Stresin Görünmez Yükü
Muhtemelen en yüksek kortizol seviyelerine sahip nesiliz. “Stres hormonu” uzun süre yüksek kaldığında, sadece insülin direncini ve hipertansiyonu desteklemekle kalmaz, aynı zamanda bağışıklık sistemini de zayıflatır.
Araştırmalar, kronik stresin inflamasyonu artırdığını, savunma sisteminin anormal hücreleri ortadan kaldırmasını zorlaştırdığını ve hatta uykudaki tümör hücrelerini "uyandırabileceğini" ortaya koymaktadır. Nitekim, genel popülasyonda yapılan çalışmalar, daha fazla stres yükü olan kişilerin, stresi daha iyi yönetenlere kıyasla, kanserden ölme riskinin iki katına kadar çıktığını göstermiştir.
Kendi Kendine İlaç Kullanımı Riski
Son olarak, son nesiller önceki nesillere göre kendi kendine ilaç kullanımına da giderek daha fazla başvurmakta, bu da kısa ve uzun vadede yeni riskler yaratmaktadır.

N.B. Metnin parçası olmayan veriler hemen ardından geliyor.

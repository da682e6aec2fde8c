use owo_colors::OwoColorize;
use serde::Deserialize;

use crate::cli::GlobalOpts;
use crate::config::Config;
use crate::error::CliError;

#[derive(Debug, Deserialize)]
struct RecoveryReport {
    #[serde(rename = "staleDevicesFound")]
    stale_devices_found: u64,
    #[serde(rename = "staleDevices", default)]
    stale_devices: Vec<SweptDevice>,
}

#[derive(Debug, Deserialize)]
struct SweptDevice {
    name: String,
    serial: String,
}

/// Trigger an on-demand staleness sweep on the server.
pub async fn run(global: &GlobalOpts, config: &Config) -> Result<(), CliError> {
    let base = super::base_url(global, config)?;
    let url = base.join("api/connection-recovery")?;

    let policy = config.timing.to_policy();
    let http = reqwest::Client::builder()
        .timeout(policy.connect_timeout)
        .build()?;

    let report: RecoveryReport = http
        .post(url)
        .send()
        .await?
        .error_for_status()?
        .json()
        .await?;

    if report.stale_devices_found == 0 {
        println!("{} no stale devices", "ok".green());
        return Ok(());
    }

    println!(
        "{} demoted {} stale device(s) to offline:",
        "ok".green(),
        report.stale_devices_found
    );
    for device in &report.stale_devices {
        println!("  {} ({})", device.name, device.serial.dimmed());
    }
    Ok(())
}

Sık parasetamol kullanımı, karaciğer hasarının artması ve olası karaciğer kanseri artışıyla ilişkilendirilmiştir. Anneliğin ertelenmesi nedeniyle çok uzun süre kullanılan oral kontraseptifler, meme ve rahim ağzı kanseri riskini hafifçe artırır, ancak yumurtalık ve endometriyum kanserine karşı koruma sağlar. Ayrıca, uzun süreli antiasit ve antibiyotik kullanımı, kanserojen bileşikler veya bağırsak disbiyozu gibi dolaylı mekanizmalar yoluyla artan sindirim sistemi kanseri riski ile ilişkilendirilmiştir.
Millennialların Geleceği
Tahminler gerçekten endişe vericidir. Kanser vakalarının 2022'deki yaklaşık 20 milyondan 2050'de yaklaşık 35 milyona yükselmesi beklenmekte, bu da küresel çapta yaklaşık %77'lik bir artışı temsil etmektedir. Bu eğilim, özellikle genç yetişkinlerde giderek daha sık görülen sindirim sistemi ve jinekolojik tümörlerde belirgindir.
Bizler anlık olanın, kaygının ve hızlı çözüm olarak hapın nesliyiz. Ancak her şey kaybedilmiş değil: Bizi hasta eden faktörlerin çoğu kontrol edilebilir durumdadır ve daha sağlıklı alışkanlıklar edinmek, riskleri azaltmak ve çok uzak olmayan bir gelecekte yaşam kalitesini artırmak için fark yaratabilir.
Yazar: Lydia Begoña Horndler Gil, İmmünoloji ve Kanser Biyolojisi Profesörü, San Jorge Üniversitesi.
Karmaşık Konuya Dair Bir Benzetme:
Bugünün yaşam tarzı, fabrika ayarları bozulmuş bir akıllı telefona benzer. Cihazın (vücudumuzun) donanımı (genetiği) sağlam olsa da, sürekli aşırı yükleme (stres), pilin bitmesine yakın şarj etme (uyku eksikliği) ve kötü yazılımlar (işlenmiş gıdalar/alkol) yükleyerek sistemin temel onarım ve savunma mekanizmalarını (DNA onarımı ve bağışıklık) yavaşlatıyoruz. Cihaz çalışmaya devam etse de, zamanla küçük hatalar birikiyor ve sonunda büyük bir sistem çökmesine (kanser) yol açıyor. Yapılması gereken, yeni bir donanım almak yerine, ayarları sıfırlamak ve cihazı doğru kullanmaktır.